++++ Data for this task ++++

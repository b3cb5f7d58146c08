// Copyright 2025 the Vantage Authors
// SPDX-License-Identifier: Apache-2.0 OR MIT

//! Vantage Camera: a 2D camera that derives a world-space frustum.
//!
//! A [`Camera`] holds a position, per-axis scale, pivot, skew angles and a
//! rotation for a viewport of a given logical size. From those it derives:
//!
//! - the [`Frustum`], the visible rectangle in world coordinates:
//!   `x = position.x * scale.x + pivot.x`, `width = viewport width * scale.x`
//!   (and likewise for y);
//! - the rotation/skew [`Coefficients`] `cx, sx, cy, sy`;
//! - [`Camera::world_to_view`], the affine transform that puts world content on screen.
//!
//! Every setter recomputes synchronously, raises a frustum-changed flag that a
//! culling pass clears, and notifies listeners registered with
//! [`Camera::subscribe`]. Use [`Camera::set_transform`] to change several
//! fields with one recomputation.
//!
//! ```
//! use kurbo::{Point, Rect};
//! use vantage_camera::Camera;
//!
//! let mut camera = Camera::new(300.0, 300.0);
//! camera.set_position((20.0, 20.0));
//! assert_eq!(camera.frustum().rect(), Rect::new(20.0, 20.0, 320.0, 320.0));
//!
//! // Zoom about the middle of the view: anchor first, then scale.
//! camera.set_origin(camera.frustum_center())?;
//! camera.set_scale((2.0, 2.0));
//! assert_eq!(camera.pivot(), Point::new(170.0, 170.0));
//! # Ok::<(), vantage_camera::CameraError>(())
//! ```

#![no_std]

extern crate alloc;
#[cfg(test)]
extern crate std;

mod camera;
mod state;

pub use camera::{Camera, ListenerId};
pub use state::{CameraState, CameraTransform, Coefficients, Frustum};

/// Errors from camera operations that divide by the scale or invert the view.
#[derive(Clone, Copy, Debug, PartialEq, thiserror::Error)]
pub enum CameraError {
    /// A scale component is zero.
    #[error("camera scale ({x}, {y}) has a zero component")]
    DegenerateScale {
        /// Horizontal scale.
        x: f64,
        /// Vertical scale.
        y: f64,
    },
    /// Skew folds both view axes onto one line.
    #[error("camera skew makes the view transform singular")]
    Singular,
}
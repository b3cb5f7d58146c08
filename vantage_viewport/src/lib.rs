// Copyright 2025 the Vantage Authors
// SPDX-License-Identifier: Apache-2.0 OR MIT

//! Vantage Viewport: camera-driven culling for 2D scene graphs.
//!
//! A [`Viewport`] decorates a host container (anything implementing [`Host`])
//! by composition:
//!
//! - Child mutations (`add_child`, `add_child_at`, `remove_child`,
//!   `remove_child_at`, `remove_children`) are performed on the host and
//!   mirrored into an R-tree of content-space bounds in the same call.
//! - [`Viewport::refresh`] is the per-frame hook. When the [`Camera`] moved
//!   since the last pass it queries the tree with the frustum and toggles
//!   visibility so that exactly the intersecting children are shown.
//! - [`Viewport::set_origin`] re-anchors the camera pivot without moving
//!   what is on screen, for zooming about a point.
//!
//! Culling can be switched off in [`ViewportConfig`]; the viewport then only
//! delegates to the host and keeps the content transform in sync with the
//! camera.
//!
//! ## Features
//!
//! - `scene_adapter` (default): [`adapters::scene::SceneHost`] implements
//!   [`Host`] over a `vantage_scene::Scene`.
//! - `std` (default) / `libm`: floating-point support for Kurbo.
//!
//! ## Example
//!
//! ```
//! # #[cfg(feature = "scene_adapter")]
//! # {
//! use kurbo::{Affine, Rect};
//! use vantage_scene::{LocalNode, Scene};
//! use vantage_viewport::adapters::scene::SceneHost;
//! use vantage_viewport::{Viewport, ViewportConfig};
//!
//! let mut host = SceneHost::with_new_content(Scene::new());
//! let sprite = host.scene_mut().insert(
//!     LocalNode::with_bounds(Rect::new(0.0, 0.0, 30.0, 30.0))
//!         .transformed(Affine::translate((310.0, 310.0))),
//! );
//!
//! let mut viewport = Viewport::new(host, ViewportConfig::new(300.0, 300.0))?;
//! viewport.add_child(sprite)?;
//! viewport.refresh();
//! assert!(!viewport.host().scene().is_visible(sprite));
//!
//! viewport.camera_mut().set_position((20.0, 20.0));
//! viewport.refresh();
//! assert!(viewport.host().scene().is_visible(sprite));
//! # }
//! # Ok::<(), vantage_viewport::ViewportError<vantage_scene::SceneError>>(())
//! ```
//!
//! ## Threading
//!
//! A viewport is meant to be driven from the render loop's thread. Camera
//! listeners are plain boxed closures, so the type is neither `Send` nor
//! `Sync`.

#![no_std]

extern crate alloc;

pub mod adapters;
mod config;
mod host;
mod viewport;

pub use config::{RefreshStrategy, ViewportConfig};
pub use host::Host;
pub use viewport::Viewport;

pub use vantage_camera::{Camera, CameraError, CameraState, CameraTransform, Frustum, ListenerId};

/// Errors from viewport operations.
#[derive(Debug, PartialEq, thiserror::Error)]
pub enum ViewportError<E> {
    /// The camera refused the operation (for example a zero scale in `set_origin`).
    #[error(transparent)]
    Camera(CameraError),
    /// The host container failed.
    #[error(transparent)]
    Host(#[from] E),
}
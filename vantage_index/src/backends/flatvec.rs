// Copyright 2025 the Vantage Authors
// SPDX-License-Identifier: Apache-2.0 OR MIT

//! Flat vector backend with linear scans. Small and simple; good for tiny sets
//! and as the reference answer when checking other backends.

use alloc::vec::Vec;
use core::fmt::Debug;

use crate::backend::Backend;
use crate::types::Aabb2D;

/// Flat vector backend with linear scans.
#[derive(Clone)]
pub struct FlatVec<T> {
    slots: Vec<Option<Aabb2D<T>>>,
}

impl<T> Default for FlatVec<T> {
    fn default() -> Self {
        Self { slots: Vec::new() }
    }
}

impl<T> Debug for FlatVec<T> {
    fn fmt(&self, f: &mut core::fmt::Formatter<'_>) -> core::fmt::Result {
        f.debug_struct("FlatVec")
            .field("total_slots", &self.slots.len())
            .field("alive", &self.slots.iter().flatten().count())
            .finish_non_exhaustive()
    }
}

impl<T: Copy + PartialOrd + Debug> Backend<T> for FlatVec<T> {
    fn insert(&mut self, slot: usize, aabb: Aabb2D<T>) {
        if self.slots.len() <= slot {
            self.slots.resize(slot + 1, None);
        }
        self.slots[slot] = Some(aabb);
    }

    fn update(&mut self, slot: usize, aabb: Aabb2D<T>) {
        if let Some(s @ Some(_)) = self.slots.get_mut(slot) {
            *s = Some(aabb);
        }
    }

    fn remove(&mut self, slot: usize) {
        if let Some(s) = self.slots.get_mut(slot) {
            *s = None;
        }
    }

    fn clear(&mut self) {
        self.slots.clear();
    }

    fn query_point(&self, x: T, y: T, out: &mut Vec<usize>) {
        out.extend(
            self.slots
                .iter()
                .enumerate()
                .filter(|(_, s)| s.is_some_and(|a| a.contains_point(x, y)))
                .map(|(i, _)| i),
        );
    }

    fn query_rect(&self, rect: Aabb2D<T>, out: &mut Vec<usize>) {
        out.extend(
            self.slots
                .iter()
                .enumerate()
                .filter(|(_, s)| s.is_some_and(|a| a.intersects(&rect)))
                .map(|(i, _)| i),
        );
    }
}
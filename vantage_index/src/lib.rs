// Copyright 2025 the Vantage Authors
// SPDX-License-Identifier: Apache-2.0 OR MIT

//! Vantage Index: a generic 2D AABB index for viewport culling.
//!
//! - Insert, update, and remove axis-aligned bounding boxes (AABBs) with user payloads.
//! - Query by point or intersecting rectangle. Touching edges intersect.
//! - Changes are visible to the very next query; there is no commit step.
//!
//! It is generic over the scalar type `T` and does not depend on any geometry crate.
//! A viewport computes content-space bounds and feeds them here.
//!
//! Entries are addressed by a generational [`Key`]. Removing an entry frees
//! its slot for reuse; the old key turns stale and every operation on it is a
//! no-op.
//!
//! # Example
//!
//! ```rust
//! use vantage_index::{Aabb2D, Index};
//!
//! let mut idx: Index<f64, u32> = Index::new();
//! let k1 = idx.insert(Aabb2D::new(0.0, 0.0, 10.0, 10.0), 1);
//! let _k2 = idx.insert(Aabb2D::new(50.0, 50.0, 60.0, 60.0), 2);
//!
//! // A query rectangle that just touches the first box still finds it.
//! let hits: Vec<_> = idx.query_rect(Aabb2D::new(10.0, 10.0, 20.0, 20.0)).collect();
//! assert_eq!(hits, vec![(k1, 1)]);
//!
//! // Move it away; the same query now misses.
//! idx.update(k1, Aabb2D::new(100.0, 0.0, 110.0, 10.0));
//! assert_eq!(idx.query_rect(Aabb2D::new(10.0, 10.0, 20.0, 20.0)).count(), 0);
//! ```
//!
//! ## Choosing a backend
//!
//! - `RTreeF32`/`RTreeF64`/`RTreeI64` (default, via [`Index`]): dynamic R-tree with
//!   cost-based splits. See the [`backends`] docs for the split metric.
//! - [`FlatVec`] (via [`FlatIndex`]): linear scans. Fine for a few dozen boxes and
//!   useful as a reference when testing.
//!
//! ### Float semantics
//!
//! This crate assumes no NaNs for floating-point coordinates.

#![no_std]

extern crate alloc;

pub mod backend;
pub mod backends;
pub mod index;
pub mod types;

pub use backend::Backend;
pub use backends::flatvec::FlatVec;
pub use backends::rtree::{RTree, RTreeF32, RTreeF64, RTreeI64};
pub use index::{FlatIndex, Index, IndexGeneric, Key};
pub use types::{Aabb2D, Scalar};
// Copyright 2025 the Vantage Authors
// SPDX-License-Identifier: Apache-2.0 OR MIT

//! [`Host`] implementation for Vantage Scene.
//!
//! ## Feature
//!
//! Enable with `scene_adapter` (on by default).
//!
//! ## Notes
//!
//! The viewport's children are the children of one content node. The camera's
//! view transform becomes that node's local transform, the viewport rectangle
//! becomes its local clip, and culling writes the children's
//! [`NodeFlags::VISIBLE`](vantage_scene::NodeFlags::VISIBLE) bit.

use alloc::vec::Vec;
use core::ops::Range;

use kurbo::{Affine, Rect};
use vantage_scene::{LocalNode, NodeId, Scene, SceneError};

use crate::host::Host;

/// A [`Scene`] plus the node whose children the viewport manages.
#[derive(Clone, Debug)]
pub struct SceneHost {
    scene: Scene,
    content: NodeId,
}

impl SceneHost {
    /// Uses an existing node of `scene` as the content.
    pub fn new(scene: Scene, content: NodeId) -> Result<Self, SceneError> {
        if !scene.is_alive(content) {
            return Err(SceneError::StaleNode(content));
        }
        Ok(Self { scene, content })
    }

    /// Creates a detached grouping node in `scene` to act as the content.
    pub fn with_new_content(mut scene: Scene) -> Self {
        let content = scene.insert(LocalNode::group());
        Self { scene, content }
    }

    /// The content node.
    pub fn content(&self) -> NodeId {
        self.content
    }

    /// The scene.
    pub fn scene(&self) -> &Scene {
        &self.scene
    }

    /// The scene, for creating nodes and changing their geometry.
    pub fn scene_mut(&mut self) -> &mut Scene {
        &mut self.scene
    }

    /// Unwraps the scene.
    pub fn into_scene(self) -> Scene {
        self.scene
    }
}

impl Host for SceneHost {
    type Object = NodeId;
    type Error = SceneError;

    fn add(&mut self, obj: NodeId) -> Result<(), SceneError> {
        self.scene.add_child(self.content, obj)
    }

    fn add_at(&mut self, obj: NodeId, index: usize) -> Result<(), SceneError> {
        self.scene.add_child_at(self.content, obj, index)
    }

    fn remove(&mut self, obj: NodeId) -> Result<(), SceneError> {
        self.scene.remove_child(self.content, obj)
    }

    fn remove_at(&mut self, index: usize) -> Result<NodeId, SceneError> {
        self.scene.remove_child_at(self.content, index)
    }

    fn remove_range(&mut self, range: Range<usize>) -> Result<Vec<NodeId>, SceneError> {
        self.scene.remove_children(self.content, range)
    }

    fn child_at(&self, index: usize) -> Result<NodeId, SceneError> {
        self.scene.child_at(self.content, index)
    }

    fn index_of(&self, obj: NodeId) -> Result<usize, SceneError> {
        self.scene.child_index(self.content, obj)
    }

    fn set_index(&mut self, obj: NodeId, index: usize) -> Result<(), SceneError> {
        self.scene.set_child_index(self.content, obj, index)
    }

    fn swap(&mut self, a: NodeId, b: NodeId) -> Result<(), SceneError> {
        self.scene.swap_children(self.content, a, b)
    }

    fn children(&self) -> &[NodeId] {
        self.scene.children(self.content).unwrap_or(&[])
    }

    fn content_bounds(&self, obj: NodeId) -> Result<Rect, SceneError> {
        let local = self.scene.local(obj).ok_or(SceneError::StaleNode(obj))?;
        let extent = self.scene.bounds_in(obj, obj)?;
        Ok(local.local_transform.transform_rect_bbox(extent))
    }

    fn set_visible(&mut self, obj: NodeId, visible: bool) {
        self.scene.set_visible(obj, visible);
    }

    fn set_content_transform(&mut self, transform: Affine) {
        self.scene.set_local_transform(self.content, transform);
    }

    fn set_clip(&mut self, clip: Rect) {
        self.scene.set_local_clip(self.content, Some(clip));
    }
}
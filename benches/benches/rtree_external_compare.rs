// Copyright 2025 the Vantage Authors
// SPDX-License-Identifier: Apache-2.0 OR MIT

#![cfg(feature = "compare_rstar")]

use criterion::{BatchSize, Criterion, Throughput, black_box, criterion_group, criterion_main};
use vantage_index::{Aabb2D, Index};

use rstar::primitives::{GeomWithData, Rectangle};
use rstar::{AABB, RTree};

type Tagged = GeomWithData<Rectangle<[f64; 2]>, u32>;

fn gen_grid_rects(n: usize, cell: f64) -> Vec<Aabb2D<f64>> {
    let mut out = Vec::with_capacity(n * n);
    for y in 0..n {
        for x in 0..n {
            out.push(Aabb2D::<f64>::from_xywh(
                x as f64 * cell,
                y as f64 * cell,
                cell,
                cell,
            ));
        }
    }
    out
}

fn to_rstar(r: Aabb2D<f64>, id: u32) -> Tagged {
    GeomWithData::new(
        Rectangle::from_corners([r.min_x, r.min_y], [r.max_x, r.max_y]),
        id,
    )
}

fn bench_incremental_build_query(c: &mut Criterion) {
    let mut group = c.benchmark_group("rtree_external_incremental");
    for &n in &[64usize, 128] {
        let rects = gen_grid_rects(n, 10.0);
        let query = Aabb2D::<f64>::from_xywh(100.0, 100.0, 400.0, 400.0);
        group.throughput(Throughput::Elements((n * n) as u64));

        group.bench_function(format!("vantage_n{n}"), |b| {
            b.iter_batched(
                Index::<f64, u32>::new,
                |mut idx| {
                    for (i, r) in rects.iter().copied().enumerate() {
                        let _ = idx.insert(r, i as u32);
                    }
                    black_box(idx.query_rect(query).count());
                },
                BatchSize::SmallInput,
            )
        });

        group.bench_function(format!("rstar_n{n}"), |b| {
            b.iter_batched(
                RTree::<Tagged>::new,
                |mut tree| {
                    for (i, r) in rects.iter().copied().enumerate() {
                        tree.insert(to_rstar(r, i as u32));
                    }
                    let envelope = AABB::from_corners(
                        [query.min_x, query.min_y],
                        [query.max_x, query.max_y],
                    );
                    black_box(tree.locate_in_envelope_intersecting(&envelope).count());
                },
                BatchSize::SmallInput,
            )
        });
    }
    group.finish();
}

fn bench_remove_reinsert(c: &mut Criterion) {
    let mut group = c.benchmark_group("rtree_external_move");
    let rects = gen_grid_rects(64, 10.0);
    group.throughput(Throughput::Elements(256));

    group.bench_function("vantage_update_256", |b| {
        b.iter_batched(
            || {
                let mut idx = Index::<f64, u32>::new();
                let keys: Vec<_> = rects
                    .iter()
                    .copied()
                    .enumerate()
                    .map(|(i, r)| idx.insert(r, i as u32))
                    .collect();
                (idx, keys)
            },
            |(mut idx, keys)| {
                for (i, k) in keys.iter().take(256).enumerate() {
                    let to = Aabb2D::<f64>::from_xywh(700.0 + i as f64, 700.0, 10.0, 10.0);
                    black_box(idx.update(*k, to));
                }
            },
            BatchSize::LargeInput,
        )
    });

    group.bench_function("rstar_remove_insert_256", |b| {
        b.iter_batched(
            || {
                let items: Vec<_> = rects
                    .iter()
                    .copied()
                    .enumerate()
                    .map(|(i, r)| to_rstar(r, i as u32))
                    .collect();
                RTree::bulk_load(items)
            },
            |mut tree| {
                for (i, r) in rects.iter().copied().take(256).enumerate() {
                    let removed = tree.remove(&to_rstar(r, i as u32));
                    black_box(removed.is_some());
                    let to = Aabb2D::<f64>::from_xywh(700.0 + i as f64, 700.0, 10.0, 10.0);
                    tree.insert(to_rstar(to, i as u32));
                }
            },
            BatchSize::LargeInput,
        )
    });
    group.finish();
}

criterion_group!(
    benches,
    bench_incremental_build_query,
    bench_remove_reinsert
);
criterion_main!(benches);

++++

The answer must be every line of the records that contains the word "axis".

# [Output]
//! A [`Camera`] holds a position, per-axis scale, pivot, skew angles and a
//! - Insert, update, and remove axis-aligned bounding boxes (AABBs) with user payloads.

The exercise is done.